One of the most common strategies in successful branding is to develop a believable brand promise that creates a positive perception about a product in the eyes of the targeted audience the product seeks to influence. Through that perception, the brand will trigger a response from the targeted audience, which, if successful, will initiate a ‘trial’ of the product.

If, through the trial of the product, the product lives up to the brand promise that initially influenced the audience to action, then the audience will repeat their behavior and ultimately, if the product continues to deliver on its promise, will create the ultimate in branding success – brand loyalty.  

At each stage – trial, repeat and loyalty – there are specific marketing touch points the brand is using to connect to and influence its audience.

And as a ‘product’ in the marketplace of employment, we also have the power to create our own brand promise and influence the perception of ourselves in the eyes of a targeted audience – in the job seeker’s case, the audience being a potential employer.

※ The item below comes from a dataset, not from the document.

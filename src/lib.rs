//! Expanse: a headless host and library facade over the simulation crates.

pub mod app;
pub mod model;

pub use app::App;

The resume, the cover letter and the interview are the three most common touch point opportunities a job seeker has to influence an employer’s perception and opinion.  The job seeker wants to persuade the employer that they match the requirements of the job posting in every way – from the experience, the talents, the qualifications, the skills and expertise; and prove that they will add value to the company and to the department.

In most cases, it is not too difficult to interpret the job posting to determine the most essential requirements and skills the employer is searching for, but in each stage, it is up to the job seeker to connect their relevance to the job posting’s requirement.

The resume and the cover letter are the first touch points and it is up to the job seeker to make the connection from the job posting requirements to their ‘brand’ in order to influence an employer to contact them.

The interview is commonly the most difficult part for job seekers.  It is at this point where you must translate in a person-to-person conversation the elements of your ‘brand promise’ that came across in the resume and cover letter that influenced the employer to contact you (trial) for an interview.

While this is a simplified explanation of branding, job seekers need to think much the same way, because let’s face it, when you are looking for a job, you are the Chief Marketing Officer for yourself.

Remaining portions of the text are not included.